Les nouvelles autorités sénégalaises devront tenter de le réduire, comme l’exigent les bailleurs de fonds, tout en protégeant les populations les plus vulnérables de la crise à venir. Pas facile!
Mais dans le même temps, elles devront attirer les investisseurs étrangers pour soutenir la croissance. Et là encore, ce n’est pas gagné.
Le Sénégal figure dans les profondeurs du classement du rapport 2013 Doing Business de la Banque mondiale.
Ce document est scruté avec beaucoup d’attention par les investisseurs et donne le niveau de facilité (ou de difficulté) pour faire des affaires dans un pays.
Il serait, bien sûr, cruel de comparer le Sénégal (166e rang mondial) avec Singapour (1er), Hong Kong (2e), la Nouvelle Zélande (3e) ou les Etats-Unis (4e). Après tout, la France n’arrive qu’à la 34e position…
Pas assez accueillant
Mais, même en comparant ce qui est comparable, le pays de la Teranga (hospitalité) ne se montre guère accueillant.
En Afrique subsaharienne, c’est l'île Maurice qui décroche la première place (19e rang mondial), devant l’Afrique du Sud, le Rwanda et le Botswana.
Le Sénégal n’arrive qu’à la 32e place des Etats situés au sud du Sahara.
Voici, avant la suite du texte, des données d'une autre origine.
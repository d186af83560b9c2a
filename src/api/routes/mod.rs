pub mod skills;
pub mod users;
use chrono::{NaiveDate, NaiveDateTime, NaiveTime};

pub struct Utils {}

impl Utils {
    /// Presentation format of dates arriving in query parameters
    pub const QUERY_DATE_FORMAT: &str = "%d/%m/%Y";

    /// Storage format of `users.created_at`. Lexical order matches chronological order.
    pub const DB_DATETIME_FORMAT: &str = "%Y-%m-%d %H:%M:%S";

    /// Parses a `dd/mm/yyyy` date. Surrounding whitespace is ignored.
    pub fn parse_query_date(date_str: &str) -> Option<NaiveDate> {
        NaiveDate::parse_from_str(date_str.trim(), Self::QUERY_DATE_FORMAT).ok()
    }

    /// First second of the given day
    pub fn start_of_day(date: NaiveDate) -> NaiveDateTime {
        date.and_time(NaiveTime::MIN)
    }

    /// Last whole second of the given day
    pub fn end_of_day(date: NaiveDate) -> NaiveDateTime {
        // 23:59:59 is always a valid time
        date.and_hms_opt(23, 59, 59)
            .unwrap_or_else(|| date.and_time(NaiveTime::MIN))
    }

    pub fn format_db_datetime(datetime: &NaiveDateTime) -> String {
        datetime.format(Self::DB_DATETIME_FORMAT).to_string()
    }

    pub fn parse_db_datetime(datetime_str: &str) -> Option<NaiveDateTime> {
        NaiveDateTime::parse_from_str(datetime_str, Self::DB_DATETIME_FORMAT).ok()
    }
}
Ce pays qui visait les sommets et se rêvait déjà en pays émergent est allègrement dépassé par le vertueux Cap Vert (11e en Afrique subsaharienne), le géant nigérian (14e), le voisin gambien (21e) et même le Mali (23e) qui ne devrait toutefois pas tardé à dégringoler en raison de la crise qu’il traverse.
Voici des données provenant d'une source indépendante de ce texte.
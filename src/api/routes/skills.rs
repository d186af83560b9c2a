use axum::{http::StatusCode, Json};
use log::error;

use crate::database::Database;
use crate::skills::Skill;

/// GET /api/skills
/// All skills ordered by name, used to build the skills filter
pub async fn list_skills() -> Result<Json<Vec<Skill>>, StatusCode> {
    let conn = Database::get_connection().map_err(|e| {
        error!("Failed to get database connection: {}", e);
        StatusCode::INTERNAL_SERVER_ERROR
    })?;

    match Skill::get_all(&conn) {
        Ok(skills) => Ok(Json(skills)),
        Err(e) => {
            error!("Failed to list skills: {}", e);
            Err(StatusCode::INTERNAL_SERVER_ERROR)
        }
    }
}
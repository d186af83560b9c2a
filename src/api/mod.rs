pub mod routes;

// Re-export route handlers for convenience
pub use routes::skills;
pub use routes::users;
Seule mais maigre consolation pour Dakar, le pays de la Teranga dépasse toujours le pays le plus riche de l’Afrique de l’Ouest francophone et seule «locomotive» régionale, la Côte d’Ivoire (39e en Afrique subsaharienne et 177e au niveau mondial).
Le Sénégal compte sur son secteur tertiaire pour tirer son épingle du jeu, notamment son secteur bancaire et ses activités touristiques.
Dakar veut également se placer comme le principal centre francophone pour les conférences internationales, en jouant de sa proximité avec l’Europe (seulement 5 heures de vol depuis Paris), sa stabilité politique, une faible insécurité comparé à Abidjan ou Kinshasa et un climat très tempéré.
Mais la Côte d’Ivoire et ses 20 millions d’habitants (contre 12 millions au Sénégal) met en avant son rang de premier exportateur mondial de cacao, de producteur de pétrole/gaz et son tissu industriel pour maintenir hors de distance ses rivaux sénégalais.
Entre Dakar et Abidjan, la bataille s’annonce rude.